Gavin: Were there many attempts to bring you back in, or were you officially done and left alone once it was done?
Bastard: It was pretty easy for me since my family was accepting and the fact that the church is having a hard time finding me.
Porter: Fortunately for me, no. Once I was done, I was done. Never looked back.
Nimrod: My wife and I got called into a private meeting with the bishop and stake pres because they felt we were on the “high road to apostasy.” My wife was kicking their asses in scripture knowledge and church history and they got super-mad and threatened to ex us, so I just put my hands up and said, “Hey, look. You don’t want us here, we don’t want to be here ... I’ll make it easy on you. Just show me where to sign and let’s call it a day.” And they LOVED that we were gone, it made life so much easier for them. In fact, we actually became good friends with the bishop after that. We weren’t his problem anymore. So, the church wants nothing to do with me. My uncles, aunts, and cousins are always trying to bring me back, though. And for that reason, I always attend family reunions with a good buzz, and keep beer in the parking lot.
Gavin: What was it like for each of you post-Mormonism and adjusting to not having that be a part of your lives?
Bastard: It was awesome, all the extra time with no guilt that I should be somewhere else. I miss church ball, though. The hard part is deprogramming your mind with what has been taught and at the same time being careful not to get into trouble with the new freedom. Also hard knowing that you will lose a few of your friends who don't understand the decision.
Porter: At first, it’s tough. Having been through it now -- and observing many others leave since me -- I can tell you that it’s a process. It will take most active members three-five years to "get over" the church. There is a cycle of fear, depression, anger and regret that everyone has to go through to leave their faith behind. It’s a downright terrible time. I mean, I was in a dark place for a while there. But that’s the beauty of this podcast. Now that I have experienced it and helped other friends through it, I want other people out there to know that they’re not alone. There is hope. Things do get better. There is light at the end of the tunnel. It gets better. Boy, does it ever, and when you let go of the anger, the depression, the regret, you find yourself in an amazing place. You’re FREE. It’s worth the three-five years to feel what I feel every day. My life is now more fulfilling than it has ever been. So, I guess in some way we do this podcast to help people.

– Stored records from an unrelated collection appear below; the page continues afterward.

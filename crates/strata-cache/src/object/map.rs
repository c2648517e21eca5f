use std::collections::HashMap;
use std::hash::Hash;
use std::sync::Arc;

use strata_core::{DataKey, ReplicationPolicy};

use crate::cell::CacheCell;

/// Cache object holding a map. Same snapshot and clone-on-write rules as
/// [`ListCacheObject`](crate::ListCacheObject).
pub struct MapCacheObject<K, V> {
    cell: CacheCell<HashMap<K, V>>,
}

impl<K, V> MapCacheObject<K, V>
where
    K: Eq + Hash + Clone + Send + Sync + 'static,
    V: Clone + Send + Sync + 'static,
{
    pub(crate) fn new(cell: CacheCell<HashMap<K, V>>) -> Self {
        Self { cell }
    }

    pub fn key(&self) -> &DataKey {
        self.cell.key()
    }

    pub fn policy(&self) -> ReplicationPolicy {
        self.cell.policy()
    }

    pub fn is_fresh(&self) -> bool {
        self.cell.is_fresh()
    }

    pub async fn get(&self, key: &K) -> Option<V> {
        self.cell.load().await.get(key).cloned()
    }

    /// Read-only snapshot of the whole map.
    pub async fn get_all(&self) -> Arc<HashMap<K, V>> {
        self.cell.load().await
    }

    pub async fn size(&self) -> usize {
        self.cell.load().await.len()
    }

    pub async fn is_empty(&self) -> bool {
        self.cell.load().await.is_empty()
    }

    pub async fn contains_key(&self, key: &K) -> bool {
        self.cell.load().await.contains_key(key)
    }

    pub async fn contains_value(&self, value: &V) -> bool
    where
        V: PartialEq,
    {
        self.cell.load().await.values().any(|v| v == value)
    }

    pub async fn replace_all(&self, entries: HashMap<K, V>) {
        self.cell.replace(entries).await;
    }

    /// Insert or replace, returning the previous value.
    ///
    /// The old entry is removed first so the stored key is the one passed in.
    pub async fn put(&self, key: K, value: V) -> Option<V> {
        self.cell
            .mutate(|map| {
                let previous = map.remove(&key);
                map.insert(key, value);
                (previous, true)
            })
            .await
    }

    pub async fn remove(&self, key: &K) -> Option<V> {
        self.cell
            .mutate(|map| {
                let removed = map.remove(key);
                let changed = removed.is_some();
                (removed, changed)
            })
            .await
    }

    pub async fn clear(&self) {
        self.cell.replace(HashMap::new()).await;
    }
}
//! Shared fixtures: several sync contexts over one set of in-process backends.

#![allow(dead_code)]

use std::sync::Arc;
use std::sync::atomic::{AtomicBool, Ordering};
use std::time::Duration;

use async_trait::async_trait;
use serde::Serialize;
use serde::de::DeserializeOwned;
use strata_cache::SyncContext;
use strata_core::{DataKey, JsonConverter, SharedConverter};
use strata_db_memory::{InMemoryDocumentStore, InMemorySharedCache};
use strata_storage::{MessageStream, SharedCache, StorageError};
use tokio::sync::Notify;

/// One shared cache and one document store, seen by any number of instances.
pub struct Cluster {
    pub cache: Arc<InMemorySharedCache>,
    pub store: Arc<InMemoryDocumentStore>,
}

impl Cluster {
    pub fn new() -> Self {
        Self {
            cache: Arc::new(InMemorySharedCache::new()),
            store: Arc::new(InMemoryDocumentStore::new()),
        }
    }

    /// A new instance without a running subscriber.
    pub fn instance(&self) -> SyncContext {
        self.builder().build()
    }

    /// A new instance listening for sync messages.
    pub async fn started_instance(&self) -> SyncContext {
        let ctx = self.instance();
        assert!(ctx.start_subscriber().await, "subscriber failed to start");
        ctx
    }

    pub fn builder(&self) -> strata_cache::SyncContextBuilder {
        SyncContext::builder()
            .shared_cache(self.cache.clone())
            .document_store(self.store.clone())
            .workers(2)
            .queue_capacity(64)
            .reconnect_backoff(Duration::from_millis(10), Duration::from_millis(50))
    }
}

pub fn key(namespace: &str, field: &str, identifier: &str) -> DataKey {
    DataKey::new(namespace, field, identifier).unwrap()
}

pub fn json<T>() -> SharedConverter<T>
where
    T: Serialize + DeserializeOwned + 'static,
{
    Arc::new(JsonConverter::<T>::new())
}

/// Poll `check` until it holds, giving up after two seconds.
pub async fn eventually(mut check: impl FnMut() -> bool) -> bool {
    let deadline = tokio::time::Instant::now() + Duration::from_secs(2);
    loop {
        if check() {
            return true;
        }
        if tokio::time::Instant::now() >= deadline {
            return false;
        }
        tokio::time::sleep(Duration::from_millis(10)).await;
    }
}

/// Holds the next call of one operation until released.
#[derive(Default)]
pub struct Gate {
    armed: AtomicBool,
    reached: Notify,
    release: Notify,
}

impl Gate {
    /// Make the next call wait in [`Gate::release`].
    pub fn arm(&self) {
        self.armed.store(true, Ordering::SeqCst);
    }

    /// Wait until an armed call is being held.
    pub async fn reached(&self) {
        self.reached.notified().await;
    }

    pub fn release(&self) {
        self.release.notify_one();
    }

    async fn pass(&self) {
        if self.armed.swap(false, Ordering::SeqCst) {
            self.reached.notify_one();
            self.release.notified().await;
        }
    }
}

/// Shared cache whose GET and SET can be held mid-flight, and whose GET can
/// be slowed down.
///
/// A held GET has already read its value; a held SET has not yet written.
pub struct GatedSharedCache {
    inner: Arc<InMemorySharedCache>,
    get_delay: Duration,
    pub gets: Gate,
    pub sets: Gate,
}

impl GatedSharedCache {
    pub fn new(inner: Arc<InMemorySharedCache>) -> Self {
        Self::with_get_delay(inner, Duration::ZERO)
    }

    pub fn with_get_delay(inner: Arc<InMemorySharedCache>, get_delay: Duration) -> Self {
        Self {
            inner,
            get_delay,
            gets: Gate::default(),
            sets: Gate::default(),
        }
    }
}

#[async_trait]
impl SharedCache for GatedSharedCache {
    async fn get(&self, key: &str) -> Result<Option<String>, StorageError> {
        let value = self.inner.get(key).await;
        if !self.get_delay.is_zero() {
            tokio::time::sleep(self.get_delay).await;
        }
        self.gets.pass().await;
        value
    }

    async fn set(&self, key: &str, value: &str) -> Result<(), StorageError> {
        self.sets.pass().await;
        self.inner.set(key, value).await
    }

    async fn del(&self, key: &str) -> Result<(), StorageError> {
        self.inner.del(key).await
    }

    async fn publish(&self, channel: &str, payload: &[u8]) -> Result<(), StorageError> {
        self.inner.publish(channel, payload).await
    }

    async fn subscribe(&self, channel: &str) -> Result<MessageStream, StorageError> {
        self.inner.subscribe(channel).await
    }
}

Nimrod: I went through years of severe depression after leaving; I went through years of anger, years of bitterness, hate and blaming. And when I finally worked through all of that, I was able to laugh about what a crazy ride it had been. And just like that, my anger was gone. I consider myself an atheist, but I’m pretty Buddhist. I think every atheist has their favorite guy or their atheist guru, or what not, and mine is Alan Watts. His writings and lectures really helped me get out of the anger and depression and learn to be good with myself. I’m not anti-Mormon, I love Mormons. The church played a tremendous part of my life; it’s a huge part of what made me who I am today, and I’m proud of who I am. That being said, I thoroughly enjoy laughing at their expense. They’re just so cute. I liken leaving the church to being thrown in the middle of the ocean. The foundation of everything I had built my life on was completely ripped out from under me. I found myself in the middle of an ocean with nothing to stand on, no land in sight, no idea which direction to go toward, completely lost and just struggling to keep my head above water. But then you just pick a direction and start swimming, and you go from there. And that’s the best part because you get to decide what works for you, and what makes life awesome, and why you are amazing, and you get to build your life based on what you want it to look like instead of building something that you are being told to build. You get to decide who you are, rather than be told who you are. It’s absolute freedom, once you pick a direction and start swimming. Just keep swimming, just keep swimming.
Gavin: How did the idea come about to start up a podcast about this?
Bastard: Nimrod mentioned it to me while working on the reality show, that he and Porter were talking about doing something like this and I wanted to be in. Figured it would be good therapy having a forum to discuss beliefs with like-minded people.
Porter: The idea came up because all of us had been facing different variations of Mormonism, in and out of the church. We would get together and discuss what we were going through many times, marveling at how different our lives were now out of the church compared to when we were in. Family relationships, friends, how we spend our free time, views on life after death, religion – all of it changed after Mormonism. Our topics of conversation were hilarious and covered anything from politics to paparazzi. Our collective perspectives were so unique that we felt they deserved a voice all its own – Outer Darkness Podcast is born. We all decided the same thing: basically, religion is horseshit. And we thought it would be a great idea to help others cope with life post-Mormonism, and have fun in general being politically incorrect assholes, which comes easy.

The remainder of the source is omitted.